James Maund, head of capital markets at KraneShares, explained that KWEB has been converting from ADRs into Hong Kong shares for the last year and will continue that process as KraneShares foresees all Chinese companies being delisted ultimately.
The issue is one of opposing regulations that prevent Chinese companies from disclosing audit papers to the U.S. on one side and U.S. regulations demanding access to those audit papers to be included in U.S. markets on the other. Currently, 90% of the portfolio for KWEB has clarity on if and when companies will be relisted in Hong Kong if they are not currently listed there.
“We do expect that more of the names that we currently hold as U.S. ADR listings will be relisting or dual-listing in Hong Kong within the coming months, certainly before year-end,” Maund says.
Risks and Growth for China
Dr. Xiaolin Chen, head of international at KraneShares, discussed the geopolitical risks for China, which included limited impacts to Chinese CPI from increasing commodity prices such as wheat, a reduced volatility outlook compared to the rest of the world, less impact to trade disruptions with Russia, and China’s state-backed banks suspension of Russian activity.
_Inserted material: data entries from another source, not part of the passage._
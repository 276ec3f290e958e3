//! Symphonia-backed decoding for every container hound does not handle.

use super::{DecodeError, PcmBuffer};
use std::io::Cursor;
use symphonia::core::audio::{SampleBuffer, SignalSpec};
use symphonia::core::codecs::{CODEC_TYPE_NULL, DecoderOptions};
use symphonia::core::errors::Error;
use symphonia::core::formats::FormatOptions;
use symphonia::core::io::MediaSourceStream;
use symphonia::core::meta::MetadataOptions;
use symphonia::core::probe::{Hint, ProbeResult};

/// Probe an in-memory payload, keeping container and embedded tag metadata.
pub(crate) fn probe(bytes: &[u8]) -> Result<ProbeResult, DecodeError> {
    let cursor = Cursor::new(bytes.to_vec());
    let mss = MediaSourceStream::new(Box::new(cursor), Default::default());
    symphonia::default::get_probe()
        .format(
            &Hint::new(),
            mss,
            &FormatOptions::default(),
            &MetadataOptions::default(),
        )
        .map_err(|error| DecodeError::Invalid {
            message: format!("probe failed: {error}"),
        })
}

/// Decode the first audio track of `bytes` into planar PCM.
pub(super) fn read_with_symphonia(bytes: &[u8]) -> Result<PcmBuffer, DecodeError> {
    let probed = probe(bytes)?;
    let mut reader = probed.format;
    let track = reader
        .tracks()
        .iter()
        .find(|track| track.codec_params.codec != CODEC_TYPE_NULL)
        .ok_or_else(|| DecodeError::Invalid {
            message: "no audio track found".into(),
        })?;
    let track_id = track.id;
    let mut sample_rate = track.codec_params.sample_rate.unwrap_or(0);
    let declared_channels = track
        .codec_params
        .channels
        .map(|channels| channels.count())
        .unwrap_or(0);
    let mut decoder = symphonia::default::get_codecs()
        .make(&track.codec_params, &DecoderOptions::default())
        .map_err(|error| DecodeError::Invalid {
            message: format!("unsupported codec: {error}"),
        })?;

    let mut channels: Vec<Vec<f32>> = vec![Vec::new(); declared_channels];
    let mut scratch: Option<(SampleBuffer<f32>, SignalSpec, usize)> = None;
    loop {
        let packet = match reader.next_packet() {
            Ok(packet) => packet,
            Err(Error::IoError(ref err)) if err.kind() == std::io::ErrorKind::UnexpectedEof => {
                break;
            }
            Err(Error::ResetRequired) => {
                decoder.reset();
                continue;
            }
            Err(error) => {
                return Err(DecodeError::Codec {
                    message: error.to_string(),
                });
            }
        };
        if packet.track_id() != track_id {
            continue;
        }
        let decoded = match decoder.decode(&packet) {
            Ok(decoded) => decoded,
            Err(Error::DecodeError(message)) => {
                tracing::warn!("Skipping undecodable packet: {message}");
                continue;
            }
            Err(error) => {
                return Err(DecodeError::Codec {
                    message: error.to_string(),
                });
            }
        };

        let spec = *decoded.spec();
        let frames = decoded.frames();
        if frames == 0 {
            continue;
        }
        let needs_buffer = match scratch.as_ref() {
            Some((_, current, capacity)) => *current != spec || *capacity < decoded.capacity(),
            None => true,
        };
        if needs_buffer {
            let capacity = decoded.capacity();
            scratch = Some((SampleBuffer::new(capacity as u64, spec), spec, capacity));
        }
        let Some((buffer, _, _)) = scratch.as_mut() else {
            continue;
        };
        buffer.copy_planar_ref(decoded);

        let channel_count = spec.channels.count();
        if channels.len() < channel_count {
            let filled = channels.first().map(Vec::len).unwrap_or(0);
            channels.resize(channel_count, vec![0.0; filled]);
        }
        for (channel, planar) in channels.iter_mut().zip(buffer.samples().chunks(frames)) {
            channel.extend_from_slice(planar);
        }
        sample_rate = spec.rate;
    }

    Ok(PcmBuffer::new(channels, sample_rate))
}

#[cfg(test)]
mod tests {
    use super::*;

    /// Big-endian 16-bit AIFF with interleaved `frames`.
    fn aiff_bytes(channels: u16, sample_rate: u32, frames: &[Vec<i16>]) -> Vec<u8> {
        let data: Vec<u8> = frames
            .iter()
            .flat_map(|frame| frame.iter().flat_map(|sample| sample.to_be_bytes()))
            .collect();
        let mut comm = Vec::with_capacity(18);
        comm.extend_from_slice(&channels.to_be_bytes());
        comm.extend_from_slice(&(frames.len() as u32).to_be_bytes());
        comm.extend_from_slice(&16u16.to_be_bytes());
        comm.extend_from_slice(&extended_rate(sample_rate));

        let mut body = b"AIFF".to_vec();
        body.extend_from_slice(b"COMM");
        body.extend_from_slice(&(comm.len() as u32).to_be_bytes());
        body.extend_from_slice(&comm);
        body.extend_from_slice(b"SSND");
        body.extend_from_slice(&((data.len() + 8) as u32).to_be_bytes());
        body.extend_from_slice(&[0; 8]);
        body.extend_from_slice(&data);

        let mut out = b"FORM".to_vec();
        out.extend_from_slice(&(body.len() as u32).to_be_bytes());
        out.extend_from_slice(&body);
        out
    }

    /// 80-bit IEEE extended encoding of a positive integer rate.
    fn extended_rate(rate: u32) -> [u8; 10] {
        let exponent = 31 - rate.leading_zeros();
        let mantissa = u64::from(rate) << (63 - exponent);
        let mut out = [0; 10];
        out[..2].copy_from_slice(&((16_383 + exponent) as u16).to_be_bytes());
        out[2..].copy_from_slice(&mantissa.to_be_bytes());
        out
    }

    #[test]
    fn extended_rate_matches_known_encoding() {
        assert_eq!(
            extended_rate(44_100),
            [0x40, 0x0E, 0xAC, 0x44, 0, 0, 0, 0, 0, 0]
        );
    }

    #[test]
    fn aiff_is_split_into_planar_channels() {
        let frames = vec![vec![16_384, -8_192]; 1_000];
        let pcm = read_with_symphonia(&aiff_bytes(2, 44_100, &frames)).unwrap();

        assert_eq!(pcm.channel_count(), 2);
        assert_eq!(pcm.frames(), 1_000);
        assert_eq!(pcm.sample_rate, 44_100);
        assert!(pcm.channels[0].iter().all(|&sample| sample == 0.5));
        assert!(pcm.channels[1].iter().all(|&sample| sample == -0.25));
    }

    #[test]
    fn mono_aiff_keeps_sample_order_and_rate() {
        let frames: Vec<Vec<i16>> = (0..64).map(|i| vec![i * 256]).collect();
        let pcm = read_with_symphonia(&aiff_bytes(1, 22_050, &frames)).unwrap();

        assert_eq!(pcm.channel_count(), 1);
        assert_eq!(pcm.sample_rate, 22_050);
        assert_eq!(pcm.frames(), 64);
        assert_eq!(pcm.channels[0][1], 256.0 / 32_768.0);
        assert_eq!(pcm.channels[0][63], (63.0 * 256.0) / 32_768.0);
    }

    #[test]
    fn truncated_header_is_invalid() {
        let bytes = aiff_bytes(2, 44_100, &vec![vec![0, 0]; 16]);
        let err = read_with_symphonia(&bytes[..30]).unwrap_err();
        assert!(matches!(err, DecodeError::Invalid { .. }), "{err}");
    }

    #[test]
    fn unrecognized_bytes_are_invalid() {
        let err = read_with_symphonia(b"definitely not audio").unwrap_err();
        assert!(matches!(err, DecodeError::Invalid { .. }));
    }

    #[test]
    fn probe_exposes_the_container_tracks() {
        let bytes = aiff_bytes(1, 44_100, &vec![vec![0]; 8]);
        let probed = probe(&bytes).unwrap();
        assert_eq!(probed.format.tracks().len(), 1);
    }
}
“China has a very idiosyncratic nature in policymaking, which is highly domestic-oriented, indicating that policymakers have plenty of room to act,” Dr. Chen explained. That, coupled with the high degree of focus domestically by Chinese companies, means that outside influences and factors are minimal.
The biggest impact that geopolitical tensions would have for China-related to Russia would be through trade, Dr. Chen believes, but even if a disruption were to happen, its ultimate impacts would be minimal to China’s economy and inflation. As the world’s top trading partner, sanctions against China or freezing trade from China could very well send the world into a global depression, something that China and the world are eager to avoid.
China is currently in the process of easing its monetary policy as its inflation begins to subside, compared to the majority of the world, which is tightening. The forecasted GDP growth for China is 5.5% for 2022 to keep inflation near 3%. Stability is a primary focus of China’s policy forecast for this year, emphasizing job growth.
Pivoting to discuss the individual holdings in KWEB, Ahern explained that there is an underlying disconnect between the underlying fundamentals of companies and investor sentiment and fears.
“The key thing to recognize is that these sellers in the underlying securities are driven by a rationale very, very disparate from the fundamentals of the companies. We’ve got this incredible disparity between the fundamentals of the companies and the price action, and I think we’ve seen that over the last year,” Ahern said.
Ahern also touched on the meeting yesterday in China, where Vice Premier Liu He said that Chinese and U.S. regulators were making headway regarding the delistings and solving the current issues. The meeting also pressured Chinese agencies to be more transparent regarding regulations and a call to bring those regulations to a conclusion soon.
“The growth rate of these companies continues to improve; the price action disagrees with that statement, but the end reality that the core thesis of why we listed KWEB back in August of 2013 here in the U.S. and subsequently in Europe is because we believe the e-commerce companies are the transmission engines for domestic consumption in China,” Ahern explained.